En ese viaje, Siddhata atravesó dos etapas fundamentales: primero, el aprendizaje del yoga, técnica que controló por completo pero no le pareció por sí mismo suficiente para alcanzar el Nirvana; y el abrazo del rigorismo, con el maltrato del propio cuerpo -«yacía en una cama de clavos e incluso llegaba a alimentarse de sus propios excrementos y orina»- y la austeridad extrema. Al borde de la muerte por transitar esa vía, Armstrong describe, en uno de los momentos más bellos del libro, cómo el joven, gracias a un recuerdo de infancia, salió de su error y comprendió que el martirio físico era inútil. De niño, sentado bajo la sombra de un árbol de pomarrosa, Siddhata «miró hacia el campo que estaban arando [y] se dio cuenta de que la hierba fresca había sido arrancada y los insectos y los huevos que estos habían puesto en aquellos nuevos brotes habían sido destruidos. El pequeño observó la masacre y se sintió invadido por un extraño pesar, como si sus propios parientes hubiesen sido asesinados». La «compasión» que había experimentado, la «empatía desinteresada», le había llevado a «un instante de liberación personal».
Alejándose de la «autoindulgencia» de su juventud ociosa y del «ascetismo» del sus días recientes, Siddhata emprendió el «Camino Medio», el que había que transitar para lograr la iluminación. Animado por su recuerdo de infancia, decidió volver a meditar en un bosque, buscando de nuevo la sombra de un árbol; el elegido fue un bodhi, bajo cuyas ramas largas y envolventes adoptó la asana, la postura elemental del yoga, «con las piernas cruzadas y la espalda erguida». Fue entonces cuando descubrió las Cuatro Verdades Nobles y el Noble Óctuple Sendero, o, para explicarlo con sencillez aunque sin detalles ni matices, cómo lograr la iluminación y sumergirse en el Nirvana, un «estado de paz interior» que permite a las personas «experimentar una profunda paz en medio del sufrimiento». Así, Siddhata se convirtió en Buda.
A pesar de su carga espiritual y del mensaje de paz que proclama, el budismo no permanece ajeno a las críticas.

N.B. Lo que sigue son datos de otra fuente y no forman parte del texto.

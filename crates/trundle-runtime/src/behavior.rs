//! Behavior entry points and the shared hardware context they run over.
//!
//! Each MODE maps to one async entry function here.  The dispatcher hands
//! these to the mode supervisor as cancellable tasks; every entry owns its
//! own control-loop state (stuck window, lost-frame counter) so a mode
//! switch starts from a clean slate, while the hardware handles and the
//! manual step queue are shared through [`BehaviorContext`].

use std::sync::Arc;

use tokio_util::sync::CancellationToken;
use tracing::warn;
use trundle_hal::{Announcer, MotorDriver, RangeArray, Vision};
use trundle_middleware::NoticeBus;

use crate::approach::{ApproachConfig, ApproachController, ApproachOutcome};
use crate::explorer::ReactiveExplorer;
use crate::manual::{self, StepQueue};
use crate::motion::Drivetrain;
use crate::scanner::DirectionalScanner;

/// Tuning shared by the target-directed behaviors.
#[derive(Debug, Clone, Copy)]
pub struct BehaviorSettings {
    /// Standoff band center for a one-shot approach, in centimetres.
    pub safe_distance_cm: f32,
    /// Standoff band center while following.
    pub follow_distance_cm: f32,
    /// Lost frames tolerated before an approach starts search-rotating.
    pub max_lost_frames: u32,
}

impl Default for BehaviorSettings {
    fn default() -> Self {
        Self {
            safe_distance_cm: 50.0,
            follow_distance_cm: 40.0,
            max_lost_frames: 5,
        }
    }
}

/// Everything a behavior needs to run: hardware handles, the notice bus,
/// the manual step queue, and tuning.  Cheap to clone, one clone per
/// spawned behavior.
#[derive(Clone)]
pub struct BehaviorContext {
    pub motor: Arc<dyn MotorDriver>,
    pub range: Arc<dyn RangeArray>,
    pub vision: Arc<dyn Vision>,
    pub announcer: Arc<dyn Announcer>,
    pub bus: NoticeBus,
    pub steps: StepQueue,
    pub settings: BehaviorSettings,
}

impl BehaviorContext {
    fn drivetrain(&self) -> Drivetrain {
        Drivetrain::new(self.motor.clone())
    }
}

/// MANUAL: relay operator steps to the motors.
pub async fn manual_relay(ctx: BehaviorContext, cancel: CancellationToken) {
    manual::relay(ctx.drivetrain(), ctx.steps.clone(), ctx.bus.clone(), cancel).await;
}

/// AUTONOMOUS: free exploration with obstacle avoidance.
pub async fn explore(ctx: BehaviorContext, cancel: CancellationToken) {
    ReactiveExplorer::new(ctx.drivetrain(), ctx.range.clone(), ctx.bus.clone())
        .run(cancel)
        .await;
}

/// FIND: sweep for the target, approach it once sighted, and wander one
/// exploration step between failed sweeps.  Ends when the target is
/// reached or the mode is switched away.
pub async fn find_object(ctx: BehaviorContext, target: String, cancel: CancellationToken) {
    let drivetrain = ctx.drivetrain();
    let _guard = drivetrain.stop_guard();
    let scanner = DirectionalScanner::new(drivetrain.clone(), ctx.vision.clone(), ctx.bus.clone());
    // One explorer for the whole search so its stuck window spans the
    // wander steps between sweeps.
    let mut explorer =
        ReactiveExplorer::new(drivetrain.clone(), ctx.range.clone(), ctx.bus.clone());

    loop {
        let found = tokio::select! {
            _ = cancel.cancelled() => return,
            result = scanner.scan_for(&target) => match result {
                Ok(found) => found,
                Err(err) => {
                    warn!(%err, target, "vision fault ended the search");
                    return;
                }
            },
        };

        if found {
            let approach = ApproachController::new(
                drivetrain.clone(),
                ctx.range.clone(),
                ctx.vision.clone(),
                ctx.announcer.clone(),
                ctx.bus.clone(),
            );
            let config = ApproachConfig::reach(
                ctx.settings.safe_distance_cm,
                ctx.settings.max_lost_frames,
            );
            match approach.run(&target, config, cancel.clone()).await {
                ApproachOutcome::Reached => {
                    ctx.announcer.say(&format!("I found the {target}")).await;
                }
                ApproachOutcome::Cancelled | ApproachOutcome::Failed => {}
            }
            return;
        }

        // Not visible from here. Wander one step and sweep again.
        let stepped = tokio::select! {
            _ = cancel.cancelled() => return,
            result = explorer.step() => result,
        };
        if let Err(err) = stepped {
            warn!(%err, target, "distance fault ended the search");
            return;
        }
    }
}

/// FOLLOW: keep station on the target until the mode is switched away.
pub async fn follow_target(ctx: BehaviorContext, target: String, cancel: CancellationToken) {
    let approach = ApproachController::new(
        ctx.drivetrain(),
        ctx.range.clone(),
        ctx.vision.clone(),
        ctx.announcer.clone(),
        ctx.bus.clone(),
    );
    let config = ApproachConfig::follow(
        ctx.settings.follow_distance_cm,
        ctx.settings.max_lost_frames,
    );
    // A follow run only returns on cancellation or a sensor fault; either
    // way the controller has already stopped the motors.
    approach.run(&target, config, cancel).await;
}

En Myanmar, por ejemplo, son monjes de esa doctrina los que incitan a la violencia contra los musulmanes, expuestos a una cruel persecución. Como otras religiones, la doctrina revelada por Buda se enfrenta a las contradicciones que surgen entre sus postulados y su aplicación práctica. También al rechazo que despierta su lectura de la vida, que se concibe como una experiencia esencialmente dolorosa. Son otros aspectos, como la posibilidad de hallar la calma a través de la instrospección y la defensa del equilibrio en el día a día, con una actitud intermedia entre el rigorismo mortificante y un hedonismo esclavo, las que hacen del budismo una creencia en auge.